Eine Frau arbeitet an einer Maschine. Symbolbild für die Forderung nach mehr Frauen in technischen Lehrberufen.
Endlich Normalität: Frauen in technischen Lehrberufen dürfen nicht mehr nur Ausnahmen sein. | © Adobestock/Duangporn
IT-Entwicklerinnen, Maschinenbauerinnen, Elektrotechnikerinnen: Frauen in diesen traditionell männlichen Branchen sind immer noch die Ausnahme. Wie kann es gelingen, Mädchen für solche Lehrausbildungen zu gewinnen?

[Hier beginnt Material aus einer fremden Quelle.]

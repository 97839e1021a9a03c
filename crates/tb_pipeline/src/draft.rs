//! Draft reducer for an organizer's in-progress edits.
//!
//! A `DraftBracket` never mutates a `Bracket`. It keeps the request, the
//! fixed first-round skeleton (so a random draw stays put between edits) and
//! its own winners keyed by match id. Every view re-runs propagation with the
//! draft winners as the winner source; a draft winner that no longer names an
//! endpoint of its match is stale and is dropped on the next `apply`.

use std::collections::{BTreeMap, BTreeSet};

use serde::{Deserialize, Serialize};
use thiserror::Error;
use tb_core::entities::{Bracket, BracketInput, Match, MatchOutcome};
use tb_core::errors::InvalidInputError;
use tb_core::ids::{MatchId, ParticipantId};
use tb_core::rng::RandomSource;

use crate::bind_results::{index_outcomes, RecordedOutcomes, WinnerSource};
use crate::{build_skeleton, complete, request_rng, Skeleton};

#[derive(Debug, Clone, PartialEq, Eq, Error)]
pub enum DraftError {
    #[error(transparent)]
    Invalid(#[from] InvalidInputError),

    #[error("unknown match: {match_id}")]
    UnknownMatch { match_id: MatchId },

    #[error("match {match_id} does not have two participants")]
    MissingOpponent { match_id: MatchId },

    #[error("{winner} is not a participant of match {match_id}")]
    WinnerNotOnMatch { match_id: MatchId, winner: ParticipantId },
}

/// One organizer edit.
#[derive(Clone, Debug, PartialEq, Eq, Serialize, Deserialize)]
#[serde(tag = "action")]
pub enum DraftAction {
    #[serde(rename = "setWinner")]
    SetWinner {
        #[serde(rename = "matchId")]
        match_id: MatchId,
        winner: ParticipantId,
    },
    #[serde(rename = "clearWinner")]
    ClearWinner {
        #[serde(rename = "matchId")]
        match_id: MatchId,
    },
}

#[derive(Clone, Debug)]
pub struct DraftBracket {
    input: BracketInput,
    skeleton: Skeleton,
    winners: BTreeMap<MatchId, ParticipantId>,
}

/// Draft winners as a winner source; remembers which ones bound.
struct DraftWinners<'a> {
    winners: &'a BTreeMap<MatchId, ParticipantId>,
    bound: BTreeSet<MatchId>,
}

impl WinnerSource for DraftWinners<'_> {
    fn winner_for(&mut self, m: &Match) -> Option<ParticipantId> {
        let w = self.winners.get(&m.match_id).filter(|w| m.involves(w))?;
        self.bound.insert(m.match_id.clone());
        Some(w.clone())
    }
}

impl DraftBracket {
    /// Start a draft from the request, seeded with the winners its recorded
    /// results already produce.
    pub fn new(input: &BracketInput) -> Result<Self, DraftError> {
        let mut rng = request_rng(input);
        Self::with_rng(input, &mut rng)
    }

    pub fn with_rng<R: RandomSource>(input: &BracketInput, rng: &mut R) -> Result<Self, DraftError> {
        let skeleton = build_skeleton(input, rng)?;
        let index = index_outcomes(&input.results, input.duplicate_outcome_policy);
        let recorded = complete(input, &skeleton, &mut RecordedOutcomes::new(&index));
        let winners = recorded
            .matches
            .iter()
            .filter(|m| m.has_both_teams())
            .filter_map(|m| m.winner_id.clone().map(|w| (m.match_id.clone(), w)))
            .collect();
        Ok(Self { input: input.clone(), skeleton, winners })
    }

    /// Apply one edit, returning the next draft. `self` is left untouched.
    pub fn apply(&self, action: DraftAction) -> Result<Self, DraftError> {
        let current = self.view();
        let mut winners = self.winners.clone();

        match action {
            DraftAction::SetWinner { match_id, winner } => {
                let m = current
                    .get_match(&match_id)
                    .ok_or_else(|| DraftError::UnknownMatch { match_id: match_id.clone() })?;
                if !m.has_both_teams() {
                    return Err(DraftError::MissingOpponent { match_id });
                }
                if !m.involves(&winner) {
                    return Err(DraftError::WinnerNotOnMatch { match_id, winner });
                }
                winners.insert(match_id, winner);
            }
            DraftAction::ClearWinner { match_id } => {
                if current.get_match(&match_id).is_none() {
                    return Err(DraftError::UnknownMatch { match_id });
                }
                winners.remove(&match_id);
            }
        }

        let mut next = Self { input: self.input.clone(), skeleton: self.skeleton.clone(), winners };
        let (_, bound) = next.resolve();
        let before = next.winners.len();
        next.winners.retain(|id, _| bound.contains(id));
        if next.winners.len() != before {
            tracing::debug!(dropped = before - next.winners.len(), "dropped stale draft winners");
        }
        Ok(next)
    }

    /// Current bracket with draft winners propagated.
    pub fn view(&self) -> Bracket {
        self.resolve().0
    }

    pub fn winners(&self) -> &BTreeMap<MatchId, ParticipantId> {
        &self.winners
    }

    /// Decided non-bye matches as outcome records, in bracket order.
    pub fn to_outcomes(&self) -> Vec<MatchOutcome> {
        self.view()
            .matches
            .iter()
            .filter_map(|m| {
                let (a, b, w) = (m.team_a.as_ref()?, m.team_b.as_ref()?, m.winner_id.as_ref()?);
                Some(MatchOutcome::new(m.round_index, a.id.clone(), b.id.clone(), w.clone()))
            })
            .collect()
    }

    fn resolve(&self) -> (Bracket, BTreeSet<MatchId>) {
        let mut source = DraftWinners { winners: &self.winners, bound: BTreeSet::new() };
        let bracket = complete(&self.input, &self.skeleton, &mut source);
        (bracket, source.bound)
    }
}
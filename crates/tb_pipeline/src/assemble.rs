//! ASSEMBLE stage: flatten rounds and matches into the immutable `Bracket`.

use tb_core::entities::{Bracket, BracketInput, BracketSides, Match, Round};

pub fn assemble(input: &BracketInput, rounds: Vec<Round>, matches: Vec<Match>) -> Bracket {
    debug_assert!(matches
        .windows(2)
        .all(|w| (w[0].round_index, w[0].match_id.index()) < (w[1].round_index, w[1].match_id.index())));

    Bracket {
        tournament_id: input.tournament_id.clone(),
        tournament_name: input.tournament_name.clone(),
        total_participants: input.participants.len(),
        rounds,
        matches,
        sides: BracketSides::from(&input.sides),
    }
}
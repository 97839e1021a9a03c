// crates/tb_core/src/rng.rs
//
// Seedable RNG for the `random` seeding policy.
//
// • Randomness enters the engine only through `RandomSource`, so callers and
//   tests can inject a reproducible stream.
// • `SeedRng` wraps ChaCha20 with an explicit 32-byte seed derived from a u64
//   (little-endian bytes in the first 8 positions; the rest 0). This keeps the
//   mapping stable across platforms.
// • Integer-only: unbiased ranges via rejection sampling, no floating point.

use rand_chacha::ChaCha20Rng;
use rand_core::{RngCore, SeedableRng};

/// Source of uniform integers used for shuffles.
pub trait RandomSource {
    /// Unbiased integer in `[0, n)`; `None` if `n == 0`.
    fn gen_range(&mut self, n: u64) -> Option<u64>;

    /// In-place Fisher–Yates shuffle:
    /// for i in (1..len).rev() { j ~ U{0..=i}; swap(i, j) }
    fn shuffle_in_place<T>(&mut self, slice: &mut [T])
    where
        Self: Sized,
    {
        let len = slice.len();
        if len <= 1 {
            return;
        }
        for i in (1..len).rev() {
            // gen_range(i+1) is non-empty; fall back to a no-op swap otherwise.
            let j = self.gen_range(i as u64 + 1).map(|v| v as usize).unwrap_or(i);
            slice.swap(i, j);
        }
    }
}

/// ChaCha20-backed generator with a draw counter.
#[derive(Debug, Clone)]
pub struct SeedRng {
    rng: ChaCha20Rng,
    words_consumed: u128,
}

impl SeedRng {
    /// Construct from a 64-bit seed: `seed.to_le_bytes()` into the first 8
    /// bytes of the ChaCha20 key; the remaining 24 bytes are zero.
    #[inline]
    pub fn from_seed_u64(seed: u64) -> Self {
        let mut seed32 = [0u8; 32];
        seed32[..8].copy_from_slice(&seed.to_le_bytes());
        Self { rng: ChaCha20Rng::from_seed(seed32), words_consumed: 0 }
    }

    /// Seed from operating-system entropy (non-reproducible).
    pub fn from_entropy() -> Self {
        Self { rng: ChaCha20Rng::from_entropy(), words_consumed: 0 }
    }

    /// Total number of 64-bit words drawn so far (saturating).
    #[inline]
    pub fn words_consumed(&self) -> u128 {
        self.words_consumed
    }

    #[inline]
    fn next_u64(&mut self) -> u64 {
        self.words_consumed = self.words_consumed.saturating_add(1);
        self.rng.next_u64()
    }
}

impl RandomSource for SeedRng {
    /// Let `threshold = 2^64 mod n` (computed via `wrapping_neg() % n`).
    /// Accept `x` if `x >= threshold`; then `x % n` is uniformly distributed.
    #[inline]
    fn gen_range(&mut self, n: u64) -> Option<u64> {
        if n == 0 {
            return None;
        }
        let threshold = n.wrapping_neg() % n;
        loop {
            let x = self.next_u64();
            if x >= threshold {
                return Some(x % n);
            }
        }
    }
}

12,8 Prozent der insgesamt knapp 73.000 männlichen Lehrlinge werden im Bereich Elektrotechnik ausgebildet, 12,3 Prozent im Bereich Metalltechnik und 9,8 Prozent im Bereich Kraftfahrzeugtechnik. 20,5 Prozent der rund 35.000 weiblichen Lehrlinge absolvieren demgegenüber laut Lehrlingsstatistik der Wirtschaftskammer Österreich (WKO) für das Jahr 2022 eine Ausbildung im Einzelhandel, zehn Prozent erlernen den Beruf der Bürokauffrau, 5,9 Prozent sind angehende Friseurinnen und Stylistinnen. Frauen sind in technischen Lehrberufen noch immer kaum zu finden.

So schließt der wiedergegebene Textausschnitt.